%%
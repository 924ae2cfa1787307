//! Depth-limited alpha-beta search for two-player games with chance.
//!
//! The engine deepens iteratively until its time budget runs out, keeps a
//! bounded LRU transposition table warm across depths and moves, and
//! handles chance actions by averaging a few sampled outcomes instead of
//! enumerating them.
//!
//! # Usage
//!
//! ```rust,ignore
//! use alphabeta::{AlphaBeta, AlphaBetaConfig};
//! use games_toy::{Nim, NimEvaluator};
//!
//! let mut engine = AlphaBeta::<Nim, _>::new(AlphaBetaConfig::default(), NimEvaluator);
//! let result = engine.search(&Nim::new(21), Some(std::time::Duration::from_secs(10)))?;
//! println!("take index {} (value {:.3}, depth {})", result.action, result.value, result.depth);
//! ```

pub mod config;
pub mod search;
pub mod tt;

pub use config::AlphaBetaConfig;
pub use search::{AlphaBeta, AlphaBetaResult};
pub use tt::{Probe, TranspositionTable, TtEntry, TtStats};
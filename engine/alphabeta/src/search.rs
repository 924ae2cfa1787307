//! Iterative-deepening alpha-beta search with chance sampling.
//!
//! Values are win probabilities from the root player's point of view. Nodes
//! where the root player acts maximize, all others minimize. A chance action
//! is scored by the mean over `chance_samples` seeded outcomes: sample 0
//! keeps the state's own random order, later samples perturb it first.

use std::marker::PhantomData;
use std::time::{Duration, Instant};

use engine_core::{
    value_for, Deadline, Evaluator, GameAction, GameState, MoveSelector, PlayerId, SearchError,
    TimeManager, ZobristFeatures, ZobristTable,
};
use rand::{Rng, SeedableRng};
use rand_chacha::ChaCha20Rng;
use tracing::{debug, trace};

use crate::config::AlphaBetaConfig;
use crate::tt::{Probe, TranspositionTable, TtEntry};

/// Result of an alpha-beta search.
#[derive(Debug, Clone)]
pub struct AlphaBetaResult {
    /// Index of the chosen action in `legal_actions()`.
    pub action: usize,

    /// Value of the chosen action at the deepest completed depth.
    pub value: f64,

    /// Deepest fully completed iteration (0 if the root had one action).
    pub depth: u32,

    pub nodes: u64,
    pub tt_hits: u64,
    pub tt_stores: u64,
    pub budget: Duration,
    pub elapsed: Duration,
}

/// Per-move search state.
struct SearchContext {
    root_player: PlayerId,
    /// Seed shared by every chance sample of this move, so that revisiting a
    /// position reproduces the same sampled outcomes.
    base_seed: u64,
    deadline: Deadline,
    check_interval: u64,
    /// Set once a depth has completed; only then may a depth be abandoned.
    may_abort: bool,
    aborted: bool,
    nodes: u64,
}

impl SearchContext {
    fn tick(&mut self) {
        self.nodes += 1;
        if self.may_abort && self.nodes % self.check_interval == 0 && self.deadline.expired() {
            self.aborted = true;
        }
    }
}

/// Alpha-beta move selector.
pub struct AlphaBeta<S, E> {
    config: AlphaBetaConfig,
    evaluator: E,
    tt: TranspositionTable,
    zobrist: ZobristTable,
    time: TimeManager,
    rng: ChaCha20Rng,
    /// Player whose perspective the table's values were stored from.
    tt_perspective: Option<PlayerId>,
    _state: PhantomData<fn() -> S>,
}

impl<S, E> AlphaBeta<S, E>
where
    S: GameState + ZobristFeatures,
    E: Evaluator<S>,
{
    pub fn new(config: AlphaBetaConfig, evaluator: E) -> Self {
        let tt_capacity = if config.use_transposition_table {
            config.tt_capacity
        } else {
            0
        };
        Self {
            tt: TranspositionTable::new(tt_capacity),
            zobrist: ZobristTable::for_state::<S>(),
            time: TimeManager::new(config.time.clone()),
            rng: ChaCha20Rng::from_entropy(),
            tt_perspective: None,
            config,
            evaluator,
            _state: PhantomData,
        }
    }

    /// Use a deterministic generator for budgeting playouts and chance seeds.
    pub fn with_seed(mut self, seed: u64) -> Self {
        self.rng = ChaCha20Rng::seed_from_u64(seed);
        self
    }

    pub fn config(&self) -> &AlphaBetaConfig {
        &self.config
    }

    pub fn transposition_table(&self) -> &TranspositionTable {
        &self.tt
    }

    /// Player whose point of view the table's values are stored from.
    pub fn perspective(&self) -> Option<PlayerId> {
        self.tt_perspective
    }

    pub fn clear_transposition_table(&mut self) {
        self.tt.clear();
        self.tt_perspective = None;
    }

    /// Stored values are relative to one root player; switching sides
    /// invalidates them.
    fn prepare_table(&mut self, root_player: PlayerId) {
        if self.tt_perspective != Some(root_player) {
            if !self.tt.is_empty() {
                debug!(root_player, "Root player changed, clearing transposition table");
            }
            self.tt.clear();
            self.tt_perspective = Some(root_player);
        }
        self.tt.reset_stats();
    }

    /// Choose an action for `state`'s acting player.
    ///
    /// Deepens from 1 to `max_depth` and returns the best action of the
    /// deepest completed depth. Stops early when the next depth is unlikely
    /// to finish within the move budget (`elapsed + 2 * last_depth`), and
    /// abandons a depth in progress once the budget is spent.
    pub fn search(
        &mut self,
        state: &S,
        time_remaining: Option<Duration>,
    ) -> Result<AlphaBetaResult, SearchError> {
        let start = Instant::now();
        let actions = state.legal_actions();
        if actions.is_empty() {
            return Err(SearchError::NoLegalActions);
        }

        let root_player = state.acting_player();
        if actions.len() == 1 {
            return Ok(AlphaBetaResult {
                action: 0,
                value: value_for(&self.evaluator, state, root_player),
                depth: 0,
                nodes: 0,
                tt_hits: 0,
                tt_stores: 0,
                budget: Duration::ZERO,
                elapsed: start.elapsed(),
            });
        }

        // The estimate playouts count against the move's budget.
        let budget = self.time.move_budget(state, time_remaining, &mut self.rng)?;
        self.prepare_table(root_player);
        let mut ctx = SearchContext {
            root_player,
            base_seed: self.rng.gen(),
            deadline: Deadline::starting_at(start, budget),
            check_interval: u64::from(self.time.check_interval()),
            may_abort: false,
            aborted: false,
            nodes: 0,
        };

        let mut completed: Option<(usize, f64, u32)> = None;
        for depth in 1..=self.config.max_depth.max(1) {
            let depth_start = Instant::now();
            ctx.may_abort = completed.is_some();

            let mut alpha = f64::NEG_INFINITY;
            let mut best_value = f64::NEG_INFINITY;
            let mut best_index = 0;
            for (i, action) in actions.iter().enumerate() {
                let value = self.action_value(&mut ctx, state, i, action, depth, alpha, f64::INFINITY)?;
                if ctx.aborted {
                    break;
                }
                if value > best_value {
                    best_value = value;
                    best_index = i;
                }
                alpha = alpha.max(best_value);
            }

            if ctx.aborted {
                debug!(depth, nodes = ctx.nodes, "Out of time, abandoning depth");
                break;
            }
            completed = Some((best_index, best_value, depth));

            let depth_time = depth_start.elapsed();
            trace!(
                depth,
                action = best_index,
                value = best_value,
                depth_ms = depth_time.as_millis() as u64,
                "Depth complete"
            );
            if depth < self.config.max_depth
                && (ctx.deadline.would_exceed(depth_time * 2) || ctx.deadline.expired())
            {
                break;
            }
        }

        let (action, value, depth) = completed.ok_or_else(|| {
            SearchError::ContractViolation("first search depth did not complete".into())
        })?;
        let stats = self.tt.stats();
        let result = AlphaBetaResult {
            action,
            value,
            depth,
            nodes: ctx.nodes,
            tt_hits: stats.hits,
            tt_stores: stats.stores,
            budget,
            elapsed: start.elapsed(),
        };
        debug!(
            action = result.action,
            value = result.value,
            depth = result.depth,
            nodes = result.nodes,
            tt_hits = result.tt_hits,
            tt_stores = result.tt_stores,
            tt_size = self.tt.len(),
            budget_ms = budget.as_millis() as u64,
            elapsed_ms = result.elapsed.as_millis() as u64,
            "Alpha-beta search complete"
        );
        Ok(result)
    }

    /// Value of `state` searched to exactly `depth` with a full window and
    /// no time limit.
    pub fn evaluate_to_depth(&mut self, state: &S, depth: u32) -> Result<f64, SearchError> {
        let root_player = state.acting_player();
        self.prepare_table(root_player);
        let mut ctx = SearchContext {
            root_player,
            base_seed: self.rng.gen(),
            deadline: Deadline::new(Duration::MAX),
            check_interval: u64::from(self.time.check_interval()),
            may_abort: false,
            aborted: false,
            nodes: 0,
        };
        self.alpha_beta(&mut ctx, state, depth, f64::NEG_INFINITY, f64::INFINITY)
    }

    fn leaf_value(&mut self, key: Option<u64>, state: &S, depth: u32, root_player: PlayerId) -> f64 {
        let value = value_for(&self.evaluator, state, root_player);
        if let Some(key) = key {
            self.tt.store(key, TtEntry::exact(value, depth));
        }
        value
    }

    fn alpha_beta(
        &mut self,
        ctx: &mut SearchContext,
        state: &S,
        depth: u32,
        mut alpha: f64,
        mut beta: f64,
    ) -> Result<f64, SearchError> {
        ctx.tick();
        if ctx.aborted {
            return Ok(0.0);
        }

        let key = self
            .config
            .use_transposition_table
            .then(|| self.zobrist.hash(state));
        if let Some(key) = key {
            match self.tt.probe(key, depth, alpha, beta) {
                Probe::Cutoff(value) => return Ok(value),
                Probe::Window { alpha: a, beta: b } => {
                    alpha = a;
                    beta = b;
                }
                Probe::Miss => {}
            }
        }

        if depth == 0 || state.is_terminal() {
            return Ok(self.leaf_value(key, state, depth, ctx.root_player));
        }
        let actions = state.legal_actions();
        if actions.is_empty() {
            return Ok(self.leaf_value(key, state, depth, ctx.root_player));
        }

        let maximizing = state.acting_player() == ctx.root_player;
        let (orig_alpha, orig_beta) = (alpha, beta);
        let mut best = if maximizing {
            f64::NEG_INFINITY
        } else {
            f64::INFINITY
        };

        for (i, action) in actions.iter().enumerate() {
            let value = self.action_value(ctx, state, i, action, depth, alpha, beta)?;
            if ctx.aborted {
                return Ok(best);
            }
            if maximizing {
                best = best.max(value);
                alpha = alpha.max(best);
            } else {
                best = best.min(value);
                beta = beta.min(best);
            }
            if beta <= alpha {
                break;
            }
        }

        if let Some(key) = key {
            let entry = if best <= orig_alpha {
                TtEntry::upper_bound(best, depth)
            } else if best >= orig_beta {
                TtEntry::lower_bound(best, depth)
            } else {
                TtEntry::exact(best, depth)
            };
            self.tt.store(key, entry);
        }
        Ok(best)
    }

    /// Value of taking the `index`-th action of `state` with `depth` plies
    /// left including this one.
    #[allow(clippy::too_many_arguments)]
    fn action_value(
        &mut self,
        ctx: &mut SearchContext,
        state: &S,
        index: usize,
        action: &S::Action,
        depth: u32,
        alpha: f64,
        beta: f64,
    ) -> Result<f64, SearchError> {
        if !action.is_chance() {
            let mut child = state.clone();
            action.apply_seeded(&mut child, ctx.base_seed);
            return self.alpha_beta(ctx, &child, depth - 1, alpha, beta);
        }

        // Averages are only meaningful over exact values, so samples get an
        // open window.
        let samples = self.config.chance_samples.max(1);
        let mut total = 0.0;
        for k in 0..samples {
            let mut child = state.clone();
            let mut rng = ChaCha20Rng::seed_from_u64(ctx.base_seed.wrapping_add(u64::from(k)));
            if k == 0 {
                action.apply(&mut child, &mut rng);
            } else {
                child.perturb_chance(&mut rng);
                let sampled = child.legal_actions().into_iter().nth(index).ok_or_else(|| {
                    SearchError::ContractViolation(format!(
                        "action {index} vanished after perturbing chance"
                    ))
                })?;
                sampled.apply(&mut child, &mut rng);
            }
            total += self.alpha_beta(ctx, &child, depth - 1, f64::NEG_INFINITY, f64::INFINITY)?;
            if ctx.aborted {
                return Ok(total / f64::from(k + 1));
            }
        }
        Ok(total / f64::from(samples))
    }
}

impl<S, E> MoveSelector<S> for AlphaBeta<S, E>
where
    S: GameState + ZobristFeatures,
    E: Evaluator<S>,
{
    fn name(&self) -> &str {
        "alphabeta"
    }

    fn select_action(
        &mut self,
        state: &S,
        time_remaining: Option<Duration>,
    ) -> Result<usize, SearchError> {
        self.search(state, time_remaining).map(|r| r.action)
    }
}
%%
__TASK DIRECTIONS__.
Every line in the data above that contains "PlayerId" needs to be copied.

__RESPONSE BELOW__.
    value_for, Deadline, Evaluator, GameAction, GameState, MoveSelector, PlayerId, SearchError,
    root_player: PlayerId,
    tt_perspective: Option<PlayerId>,
    pub fn perspective(&self) -> Option<PlayerId> {
    fn prepare_table(&mut self, root_player: PlayerId) {
    fn leaf_value(&mut self, key: Option<u64>, state: &S, depth: u32, root_player: PlayerId) -> f64 {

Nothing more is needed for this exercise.